Constraints on the structure of 16 Cyg A and 16 Cyg B using inversion techniques
G. Buldgen,D. R. Reese,M. A. Dupret
Physics , 2015,
Abstract: Constraining mixing processes and chemical composition is a central problem in stellar physics as their impact on stellar age determinations leads to biases in our studies of stellar evolution, galactic history and exoplanetary systems. In two previous papers, we showed how seismic inversion techniques could offer strong constraints on such processes by pointing out weaknesses in theoretical models. We now apply our technique to the solar analogues 16CygA and 16CygB, being amongst the best targets in the Kepler field to test the diagnostic potential of seismic inversions. The combination of various seismic indicators helps to provide more constrained and accurate fundamendal parameters for these stars. We use the latest seismic, spectroscopic and interferometric observational constraints in the litterature for this system to determine reference models independently for both stars.

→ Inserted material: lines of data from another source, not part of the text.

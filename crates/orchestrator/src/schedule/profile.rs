#![forbid(unsafe_code)]

use crate::error::Error;
use chrono::{NaiveTime, Timelike};
use std::fmt;

const TIME_FORMAT: &str = "%H:%M";

/// A time-of-day window, both ends inclusive, with the limit that applies
/// inside it.
#[derive(Debug, Clone, Copy, PartialEq, Eq)]
pub struct ProfileEntry {
    start: NaiveTime,
    end: NaiveTime,
    limit: u32,
}

impl ProfileEntry {
    pub fn new(start: NaiveTime, end: NaiveTime, limit: u32) -> Result<Self, Error> {
        if start > end {
            return Err(Error::ProfileFormat {
                spec: format!("{}-{}", start.format(TIME_FORMAT), end.format(TIME_FORMAT)),
                reason: "window ends before it starts".to_owned(),
            });
        }
        Ok(Self { start, end, limit })
    }

    pub fn start(&self) -> NaiveTime {
        self.start
    }

    pub fn end(&self) -> NaiveTime {
        self.end
    }

    pub fn limit(&self) -> u32 {
        self.limit
    }

    pub fn contains(&self, time: NaiveTime) -> bool {
        self.start <= time && time <= self.end
    }
}

impl fmt::Display for ProfileEntry {
    fn fmt(&self, f: &mut fmt::Formatter<'_>) -> fmt::Result {
        write!(
            f,
            "{}-{} @ {}%",
            self.start.format(TIME_FORMAT),
            self.end.format(TIME_FORMAT),
            self.limit
        )
    }
}

/// Maps a time of day to a CPU limit percentage.
///
/// Entries are sorted and never overlap. Times not covered by any entry map
/// to a limit of 0, which pauses scanning rather than lifting the limit.
#[derive(Debug, Clone, PartialEq, Eq)]
pub struct TimeProfile {
    name: String,
    entries: Vec<ProfileEntry>,
}

impl TimeProfile {
    pub fn new(name: impl Into<String>, entries: Vec<ProfileEntry>) -> Result<Self, Error> {
        let name = name.into();
        if entries.is_empty() {
            return Err(Error::EmptyProfile(name));
        }
        for (index, pair) in entries.windows(2).enumerate() {
            if pair[0].end >= pair[1].start {
                return Err(Error::ProfileOrder {
                    name,
                    index: index + 1,
                });
            }
        }
        Ok(Self { name, entries })
    }

    /// Parse a comma separated list of `HH:MM-HH:MM @ N%` entries.
    pub fn parse(name: impl Into<String>, spec: &str) -> Result<Self, Error> {
        let entries = spec
            .split(',')
            .map(|item| Self::parse_entry(spec, item))
            .collect::<Result<Vec<_>, _>>()?;
        Self::new(name, entries)
    }

    fn parse_entry(spec: &str, item: &str) -> Result<ProfileEntry, Error> {
        let format_err = |reason: String| Error::ProfileFormat {
            spec: spec.to_owned(),
            reason,
        };

        let parts: Vec<&str> = item.split('@').collect();
        let [range, limit] = parts.as_slice() else {
            return Err(format_err(format!(
                "expected `HH:MM-HH:MM @ N%`, got `{}`",
                item.trim()
            )));
        };

        let times: Vec<&str> = range.split('-').collect();
        let [start, end] = times.as_slice() else {
            return Err(format_err(format!("malformed time range `{}`", range.trim())));
        };
        let parse_time = |raw: &str| {
            NaiveTime::parse_from_str(raw.trim(), TIME_FORMAT)
                .map_err(|err| format_err(format!("malformed time `{}`: {err}", raw.trim())))
        };
        let start = parse_time(start)?;
        let end = parse_time(end)?;

        let raw_limit = limit.trim();
        let digits = raw_limit.strip_suffix('%').unwrap_or(raw_limit).trim();
        let limit = digits
            .parse::<u32>()
            .map_err(|err| format_err(format!("malformed percentage `{raw_limit}`: {err}")))?;

        ProfileEntry::new(start, end, limit).map_err(|_| {
            format_err(format!("time range `{}` ends before it starts", range.trim()))
        })
    }

    pub fn name(&self) -> &str {
        &self.name
    }

    pub fn entries(&self) -> &[ProfileEntry] {
        &self.entries
    }

    /// Limit for the given time of day, at minute resolution.
    pub fn limit_for(&self, time: NaiveTime) -> u32 {
        let time = NaiveTime::from_hms_opt(time.hour(), time.minute(), 0).unwrap_or(time);
        self.entries
            .iter()
            .find(|entry| entry.contains(time))
            .map(ProfileEntry::limit)
            .unwrap_or(0)
    }
}

impl fmt::Display for TimeProfile {
    fn fmt(&self, f: &mut fmt::Formatter<'_>) -> fmt::Result {
        for (i, entry) in self.entries.iter().enumerate() {
            if i > 0 {
                f.write_str(", ")?;
            }
            entry.fmt(f)?;
        }
        Ok(())
    }
}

We carry out seismic inversions of the acoustic radius, the mean density and a core conditions indicator. We note that a degeneracy exists for the reference models. Namely, changing the diffusion coefficient or the chemical composition within the observational values leads to 5% changes in mass, 3% changes in radius and up to 8% changes in age. We use acoustic radius and mean density inversions to improve our reference models then carry out inversions for a core conditions indicator. Thanks to its sensitivity to microscopic diffusion and chemical composition mismatches, we are able to reduce the mass dispersion to 2%, namely [0.96, 1.0] M_sun, the radius dispersion to 1%, namely [1.188, 1.200] R_sun and the age dispersion to 3%, namely [7.0, 7.4] Gy, for 16CygA. For 16CygB, we can check the consistency of the models but not reduce independently the age dispersion. Nonetheless, assuming consistency with the age of 16CygA helps to further constrain its mass and radius.